(Source material)

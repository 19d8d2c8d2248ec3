//! 统一错误模型
//! 定义所有错误类型和错误响应格式

use axum::{
    http::StatusCode,
    response::{IntoResponse, Json, Response},
};
use serde_json::json;
use thiserror::Error;

/// 结果类型别名
pub type Result<T> = std::result::Result<T, AppError>;

/// 应用错误类型
#[derive(Debug, Error)]
pub enum AppError {
    #[error("Database error: {0}")]
    Database(#[from] sqlx::Error),

    #[error("Configuration error: {0}")]
    Config(String),

    #[error("Invalid username or password")]
    Unauthorized,

    #[error("Access denied")]
    Forbidden,

    #[error("{0}")]
    NotFound(String),

    #[error("{0}")]
    Validation(String),

    #[error("Internal server error: {0}")]
    Internal(String),
}

impl AppError {
    /// 获取 HTTP 状态码
    pub fn status_code(&self) -> StatusCode {
        match self {
            AppError::Unauthorized => StatusCode::UNAUTHORIZED,
            AppError::Forbidden => StatusCode::FORBIDDEN,
            AppError::NotFound(_) => StatusCode::NOT_FOUND,
            AppError::Validation(_) => StatusCode::BAD_REQUEST,
            AppError::Database(_) | AppError::Config(_) | AppError::Internal(_) => {
                StatusCode::INTERNAL_SERVER_ERROR
            }
        }
    }

    /// 获取响应中使用的错误消息
    /// 存储错误按原样透传，其余返回固定的用户可读消息
    pub fn user_message(&self) -> String {
        match self {
            AppError::Unauthorized => "Invalid username or password".to_string(),
            AppError::Forbidden => "Access denied".to_string(),
            AppError::NotFound(msg) => msg.clone(),
            AppError::Validation(msg) => msg.clone(),
            AppError::Database(e) => e.to_string(),
            AppError::Config(msg) => msg.clone(),
            AppError::Internal(msg) => msg.clone(),
        }
    }

    /// 获取错误码
    pub fn code(&self) -> u16 {
        self.status_code().as_u16()
    }

    // 便捷方法
    pub fn not_found(msg: &str) -> Self {
        AppError::NotFound(msg.to_string())
    }

    pub fn validation(msg: &str) -> Self {
        AppError::Validation(msg.to_string())
    }

    pub fn internal_error(msg: &str) -> Self {
        AppError::Internal(msg.to_string())
    }
}

impl IntoResponse for AppError {
    fn into_response(self) -> Response {
        let status = self.status_code();

        // 记录错误日志
        tracing::error!(
            code = self.code(),
            message = %self,
            "Application error"
        );

        // 5xx 使用 {"error": ...}（底层错误文本透传），4xx 使用 {"message": ...}
        let body = if status.is_server_error() {
            json!({ "error": self.user_message() })
        } else {
            json!({ "message": self.user_message() })
        };

        (status, Json(body)).into_response()
    }
}

/// 从 config::ConfigError 转换
impl From<config::ConfigError> for AppError {
    fn from(e: config::ConfigError) -> Self {
        AppError::Config(e.to_string())
    }
}

#[cfg(test)]
mod tests {
    use super::*;

    #[test]
    fn test_error_codes() {
        assert_eq!(AppError::Unauthorized.code(), 401);
        assert_eq!(AppError::Forbidden.code(), 403);
        assert_eq!(AppError::NotFound("Product not found".to_string()).code(), 404);
        assert_eq!(AppError::Validation("All fields are required".to_string()).code(), 400);
        assert_eq!(AppError::Internal("boom".to_string()).code(), 500);
    }

    #[test]
    fn test_user_messages() {
        assert_eq!(AppError::Unauthorized.user_message(), "Invalid username or password");
        assert_eq!(AppError::Forbidden.user_message(), "Access denied");
        assert_eq!(
            AppError::not_found("Product not found").user_message(),
            "Product not found"
        );
        assert_eq!(
            AppError::validation("All fields are required").user_message(),
            "All fields are required"
        );
    }

    #[test]
    fn test_store_error_text_passed_through() {
        let error = AppError::Database(sqlx::Error::RowNotFound);
        let message = error.user_message();
        assert!(!message.is_empty());
        assert_eq!(message, sqlx::Error::RowNotFound.to_string());
    }
}
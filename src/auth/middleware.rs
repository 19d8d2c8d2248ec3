//! JWT 认证中间件
//! 请求级状态机：无令牌/令牌无效 -> 403，验证通过 -> 放行并附加身份

use crate::{auth::jwt::JwtService, error::AppError};
use axum::{
    extract::{FromRequestParts, Request, State},
    http::HeaderMap,
    middleware::Next,
    response::Response,
};
use std::sync::Arc;

/// 认证上下文（附加到请求扩展）
#[derive(Debug, Clone)]
pub struct AuthContext {
    pub username: String,
}

// 实现 FromRequestParts 以便在 handler 中直接提取 AuthContext
impl<S> FromRequestParts<S> for AuthContext
where
    S: Send + Sync,
{
    type Rejection = AppError;

    async fn from_request_parts(
        parts: &mut axum::http::request::Parts,
        _state: &S,
    ) -> Result<Self, Self::Rejection> {
        parts
            .extensions
            .get::<AuthContext>()
            .cloned()
            .ok_or(AppError::Forbidden)
    }
}

/// 从 Authorization 头提取令牌
/// 头缺失或格式错误直接拒绝，不调用令牌服务
pub fn extract_token(headers: &HeaderMap) -> Result<String, AppError> {
    headers
        .get("authorization")
        .and_then(|v| v.to_str().ok())
        .and_then(|s| {
            if s.starts_with("Bearer ") {
                Some(s[7..].to_string())
            } else {
                None
            }
        })
        .ok_or(AppError::Forbidden)
}

/// JWT 认证中间件 - 变更类端点必须认证
pub async fn jwt_auth_middleware(
    State(jwt_service): State<Arc<JwtService>>,
    mut req: Request,
    next: Next,
) -> Result<Response, AppError> {
    // 从 Authorization 头提取令牌
    let token = extract_token(req.headers())?;

    // 验证令牌
    let claims = jwt_service.verify(&token)?;

    // 创建认证上下文并附加到请求扩展
    let auth_context = AuthContext {
        username: claims.sub,
    };
    req.extensions_mut().insert(auth_context);

    Ok(next.run(req).await)
}
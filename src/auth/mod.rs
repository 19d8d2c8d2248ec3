//! Authentication and authorization module

pub mod credentials;
pub mod jwt;
pub mod middleware;
pub mod password;

pub use credentials::AdminCredential;
pub use jwt::{Claims, JwtService};
pub use middleware::{extract_token, jwt_auth_middleware, AuthContext};
pub use password::PasswordHasher;
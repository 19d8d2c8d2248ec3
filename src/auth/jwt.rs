//! JWT token issuance and verification
//! Single self-contained bearer token, no refresh or revocation

use crate::{config::AppConfig, error::AppError};
use chrono::{Duration, Utc};
use jsonwebtoken::{decode, encode, Algorithm, DecodingKey, EncodingKey, Header, Validation};
use secrecy::ExposeSecret;
use serde::{Deserialize, Serialize};

/// JWT claims
#[derive(Debug, Serialize, Deserialize, Clone)]
pub struct Claims {
    /// Subject (username)
    pub sub: String,

    /// Issued at
    pub iat: i64,

    /// Expiration
    pub exp: i64,
}

/// JWT service
pub struct JwtService {
    encoding_key: EncodingKey,
    decoding_key: DecodingKey,
    token_exp_secs: u64,
}

impl JwtService {
    /// Create JWT service from config
    pub fn from_config(config: &AppConfig) -> Result<Self, AppError> {
        let secret = config.security.jwt_secret.expose_secret();

        // Ensure secret is at least 32 bytes for HS256
        if secret.len() < 32 {
            return Err(AppError::Config("JWT secret too short (min 32 chars)".to_string()));
        }

        let encoding_key = EncodingKey::from_secret(secret.as_bytes());
        let decoding_key = DecodingKey::from_secret(secret.as_bytes());

        Ok(Self {
            encoding_key,
            decoding_key,
            token_exp_secs: config.security.token_exp_secs,
        })
    }

    /// Issue a signed token for the given username
    pub fn issue(&self, username: &str) -> Result<String, AppError> {
        let now = Utc::now();
        let expiration = now + Duration::seconds(self.token_exp_secs as i64);

        let claims = Claims {
            sub: username.to_string(),
            iat: now.timestamp(),
            exp: expiration.timestamp(),
        };

        encode(&Header::default(), &claims, &self.encoding_key).map_err(|e| {
            tracing::error!("Failed to encode token: {:?}", e);
            AppError::Internal(format!("Failed to encode token: {}", e))
        })
    }

    /// Verify signature and expiry, returning the claims.
    /// Fails closed: malformed, wrong-key and expired tokens are
    /// indistinguishable to the caller; the decode error is only logged.
    pub fn verify(&self, token: &str) -> Result<Claims, AppError> {
        let mut validation = Validation::new(Algorithm::HS256);
        // 过期判定不容忍时钟偏移
        validation.leeway = 0;

        Ok(decode::<Claims>(token, &self.decoding_key, &validation)
            .map_err(|e| {
                tracing::debug!("Token verification failed: {:?}", e);
                AppError::Forbidden
            })?
            .claims)
    }
}

#[cfg(test)]
mod tests {
    use super::*;
    use secrecy::Secret;

    // Mock config for testing
    fn test_config() -> AppConfig {
        AppConfig {
            server: crate::config::ServerConfig {
                addr: "127.0.0.1:3000".to_string(),
            },
            database: crate::config::DatabaseConfig {
                url: Secret::new("postgresql://localhost/test".to_string()),
                max_connections: 10,
                min_connections: 1,
                acquire_timeout_secs: 30,
                idle_timeout_secs: 600,
                max_lifetime_secs: 1800,
            },
            logging: crate::config::LoggingConfig {
                level: "info".to_string(),
                format: "json".to_string(),
            },
            security: crate::config::SecurityConfig {
                jwt_secret: Secret::new("test_secret_key_32_characters_long!".to_string()),
                token_exp_secs: 3600,
                admin_username: "admin".to_string(),
                admin_password: Secret::new("password123".to_string()),
            },
        }
    }

    #[test]
    fn test_issue_and_verify_round_trip() {
        let service = JwtService::from_config(&test_config()).unwrap();

        let token = service.issue("admin").unwrap();
        let claims = service.verify(&token).unwrap();

        assert_eq!(claims.sub, "admin");
        assert_eq!(claims.exp - claims.iat, 3600);
    }

    #[test]
    fn test_invalid_token_fails() {
        let service = JwtService::from_config(&test_config()).unwrap();
        assert!(service.verify("invalid_token").is_err());
        assert!(service.verify("").is_err());
    }

    #[test]
    fn test_wrong_key_fails() {
        let service = JwtService::from_config(&test_config()).unwrap();

        let mut other = test_config();
        other.security.jwt_secret =
            Secret::new("another_secret_key_32_characters!!!".to_string());
        let other_service = JwtService::from_config(&other).unwrap();

        let token = other_service.issue("admin").unwrap();
        assert!(service.verify(&token).is_err());
    }

    #[test]
    fn test_expired_token_fails() {
        let service = JwtService::from_config(&test_config()).unwrap();

        // Encode an already-expired token with the same key
        let now = Utc::now();
        let claims = Claims {
            sub: "admin".to_string(),
            iat: (now - Duration::hours(2)).timestamp(),
            exp: (now - Duration::hours(1)).timestamp(),
        };
        let secret = "test_secret_key_32_characters_long!";
        let token = encode(
            &Header::default(),
            &claims,
            &EncodingKey::from_secret(secret.as_bytes()),
        )
        .unwrap();

        assert!(service.verify(&token).is_err());
    }

    #[test]
    fn test_secret_too_short_rejected() {
        let mut config = test_config();
        config.security.jwt_secret = Secret::new("short".to_string());
        assert!(JwtService::from_config(&config).is_err());
    }
}
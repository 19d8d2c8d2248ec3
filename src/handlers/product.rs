//! 商品管理的 HTTP 处理器

use crate::{
    auth::middleware::AuthContext,
    error::AppError,
    middleware::AppState,
    models::product::ProductPayload,
    repository::ProductRepository,
};
use axum::{
    extract::{Path, State},
    http::StatusCode,
    response::IntoResponse,
    Json,
};
use serde_json::json;
use std::sync::Arc;

/// 列出全部商品
pub async fn list_products(
    State(state): State<Arc<AppState>>,
) -> Result<impl IntoResponse, AppError> {
    let repo = ProductRepository::new(state.db.clone());
    let products = repo.list_all().await?;

    Ok(Json(products))
}

/// 获取单个商品
pub async fn get_product(
    State(state): State<Arc<AppState>>,
    Path(id): Path<i64>,
) -> Result<impl IntoResponse, AppError> {
    let repo = ProductRepository::new(state.db.clone());
    let product = repo
        .get_by_id(id)
        .await?
        .ok_or_else(|| AppError::not_found("Product not found"))?;

    Ok(Json(product))
}

/// 创建商品
pub async fn create_product(
    State(state): State<Arc<AppState>>,
    auth_context: AuthContext,
    Json(payload): Json<ProductPayload>,
) -> Result<impl IntoResponse, AppError> {
    // 字段校验先于存储调用
    let fields = payload.validate()?;

    let repo = ProductRepository::new(state.db.clone());
    let product = repo.create(&fields).await?;

    tracing::info!(
        username = %auth_context.username,
        product_id = product.id,
        "Product created"
    );

    Ok((StatusCode::CREATED, Json(product)))
}

/// 更新商品
pub async fn update_product(
    State(state): State<Arc<AppState>>,
    auth_context: AuthContext,
    Path(id): Path<i64>,
    Json(payload): Json<ProductPayload>,
) -> Result<impl IntoResponse, AppError> {
    let fields = payload.validate()?;

    let repo = ProductRepository::new(state.db.clone());
    let product = repo
        .update(id, &fields)
        .await?
        .ok_or_else(|| AppError::not_found("Product not found"))?;

    tracing::info!(
        username = %auth_context.username,
        product_id = product.id,
        "Product updated"
    );

    Ok(Json(product))
}

/// 删除商品
pub async fn delete_product(
    State(state): State<Arc<AppState>>,
    auth_context: AuthContext,
    Path(id): Path<i64>,
) -> Result<impl IntoResponse, AppError> {
    let repo = ProductRepository::new(state.db.clone());
    let deleted = repo.delete(id).await?;

    if !deleted {
        return Err(AppError::not_found("Product not found"));
    }

    tracing::info!(
        username = %auth_context.username,
        product_id = id,
        "Product deleted"
    );

    Ok(Json(json!({ "message": "Product deleted" })))
}
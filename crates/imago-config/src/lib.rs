#![allow(clippy::must_use_candidate)]

pub mod health;
mod loader;
pub mod server;
pub mod telemetry;

use serde::Deserialize;

pub use health::*;
pub use server::*;
pub use telemetry::*;

/// Top-level Imago configuration
#[derive(Debug, Default, Deserialize)]
#[serde(deny_unknown_fields)]
pub struct Config {
    /// Server configuration
    #[serde(default)]
    pub server: ServerConfig,
    /// Logging configuration
    #[serde(default)]
    pub telemetry: Option<TelemetryConfig>,
}
//! Error values for the Imago image service
//!
//! A closed catalog of failure conditions ([`ErrorKind`]), the error value
//! they resolve to ([`Error`]), and the helpers that turn either into a JSON
//! HTTP response.

#![allow(clippy::must_use_candidate, clippy::module_name_repetitions)]

mod catalog;
mod error;
mod response;

pub use catalog::ErrorKind;
pub use error::Error;
pub use response::{ResponseSink, error_response, send_error_response};
use axum::extract::Request;
use imago_error::ErrorKind;

/// Liveness probe
pub async fn health() -> &'static str {
    "ok"
}

/// Answer requests that match no route
pub async fn not_found(request: Request) -> ErrorKind {
    tracing::debug!(method = %request.method(), path = request.uri().path(), "no route matched");
    ErrorKind::NotFound
}

/// Answer requests whose path matches but whose method does not
pub async fn method_not_allowed(request: Request) -> ErrorKind {
    tracing::debug!(method = %request.method(), path = request.uri().path(), "method not allowed");
    ErrorKind::MethodNotAllowed
}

(End Source material)

◆ **Goal of the exercise**
Could you reproduce the lines above, from the one that holds "method does not" through the last, exactly as they stand?

◆ **Expected answer**
/// Answer requests whose path matches but whose method does not
pub async fn method_not_allowed(request: Request) -> ErrorKind {
    tracing::debug!(method = %request.method(), path = request.uri().path(), "method not allowed");
    ErrorKind::MethodNotAllowed
}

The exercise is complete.